▶ **Data for the task**:

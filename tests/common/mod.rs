// Common test utilities shared across test files

use async_trait::async_trait;
use seed_test_users::db::store::{SqliteUserStore, UserStore};
use seed_test_users::db::{self, NewUser, User};
use seed_test_users::error::SeedError;
use std::collections::HashSet;

/// Set up an in-memory SQLite-backed store for testing
#[allow(dead_code)]
pub async fn setup_test_store() -> SqliteUserStore {
    let pool = db::init_db(db::IN_MEMORY)
        .await
        .expect("Failed to create in-memory database");
    SqliteUserStore::new(pool).with_hash_cost(seed_test_users::auth::MIN_HASH_COST)
}

/// Store that refuses to create the listed usernames; existence checks and
/// fetches can be made to fail per username as well
#[allow(dead_code)]
pub struct FailingStore {
    pub inner: SqliteUserStore,
    pub failing: HashSet<String>,
    pub failing_lookups: HashSet<String>,
    pub failing_fetches: HashSet<String>,
}

#[allow(dead_code)]
impl FailingStore {
    pub fn new(inner: SqliteUserStore, failing: &[&str]) -> Self {
        Self {
            inner,
            failing: failing.iter().map(|u| u.to_string()).collect(),
            failing_lookups: HashSet::new(),
            failing_fetches: HashSet::new(),
        }
    }

    pub fn with_failing_lookups(mut self, usernames: &[&str]) -> Self {
        self.failing_lookups = usernames.iter().map(|u| u.to_string()).collect();
        self
    }

    pub fn with_failing_fetches(mut self, usernames: &[&str]) -> Self {
        self.failing_fetches = usernames.iter().map(|u| u.to_string()).collect();
        self
    }
}

#[async_trait]
impl UserStore for FailingStore {
    async fn user_exists(&self, username: &str) -> Result<bool, SeedError> {
        if self.failing_lookups.contains(username) {
            return Err(SeedError::Database("lookup unavailable".to_string()));
        }
        self.inner.user_exists(username).await
    }

    async fn create_user(&self, user: NewUser) -> Result<User, SeedError> {
        if self.failing.contains(&user.username) {
            return Err(SeedError::Database("simulated failure".to_string()));
        }
        self.inner.create_user(user).await
    }

    async fn get_user(&self, username: &str) -> Result<User, SeedError> {
        if self.failing_fetches.contains(username) {
            return Err(SeedError::Database("fetch unavailable".to_string()));
        }
        self.inner.get_user(username).await
    }
}

/// Captured stdout of a seeding run
#[allow(dead_code)]
pub fn output(buf: Vec<u8>) -> String {
    String::from_utf8(buf).expect("output is UTF-8")
}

▶ **Task item**: For each line in the data, set it down again exactly.

▶ **Result for this exercise**:
filename tests/common/mod.rs
// Common test utilities shared across test files

use async_trait::async_trait;
use seed_test_users::db::store::{SqliteUserStore, UserStore};
use seed_test_users::db::{self, NewUser, User};
use seed_test_users::error::SeedError;
use std::collections::HashSet;

/// Set up an in-memory SQLite-backed store for testing
#[allow(dead_code)]
pub async fn setup_test_store() -> SqliteUserStore {
    let pool = db::init_db(db::IN_MEMORY)
        .await
        .expect("Failed to create in-memory database");
    SqliteUserStore::new(pool).with_hash_cost(seed_test_users::auth::MIN_HASH_COST)
}

/// Store that refuses to create the listed usernames; existence checks and
/// fetches can be made to fail per username as well
#[allow(dead_code)]
pub struct FailingStore {
    pub inner: SqliteUserStore,
    pub failing: HashSet<String>,
    pub failing_lookups: HashSet<String>,
    pub failing_fetches: HashSet<String>,
}

#[allow(dead_code)]
impl FailingStore {
    pub fn new(inner: SqliteUserStore, failing: &[&str]) -> Self {
        Self {
            inner,
            failing: failing.iter().map(|u| u.to_string()).collect(),
            failing_lookups: HashSet::new(),
            failing_fetches: HashSet::new(),
        }
    }

    pub fn with_failing_lookups(mut self, usernames: &[&str]) -> Self {
        self.failing_lookups = usernames.iter().map(|u| u.to_string()).collect();
        self
    }

    pub fn with_failing_fetches(mut self, usernames: &[&str]) -> Self {
        self.failing_fetches = usernames.iter().map(|u| u.to_string()).collect();
        self
    }
}

#[async_trait]
impl UserStore for FailingStore {
    async fn user_exists(&self, username: &str) -> Result<bool, SeedError> {
        if self.failing_lookups.contains(username) {
            return Err(SeedError::Database("lookup unavailable".to_string()));
        }
        self.inner.user_exists(username).await
    }

    async fn create_user(&self, user: NewUser) -> Result<User, SeedError> {
        if self.failing.contains(&user.username) {
            return Err(SeedError::Database("simulated failure".to_string()));
        }
        self.inner.create_user(user).await
    }

    async fn get_user(&self, username: &str) -> Result<User, SeedError> {
        if self.failing_fetches.contains(username) {
            return Err(SeedError::Database("fetch unavailable".to_string()));
        }
        self.inner.get_user(username).await
    }
}

/// Captured stdout of a seeding run
#[allow(dead_code)]
pub fn output(buf: Vec<u8>) -> String {
    String::from_utf8(buf).expect("output is UTF-8")
}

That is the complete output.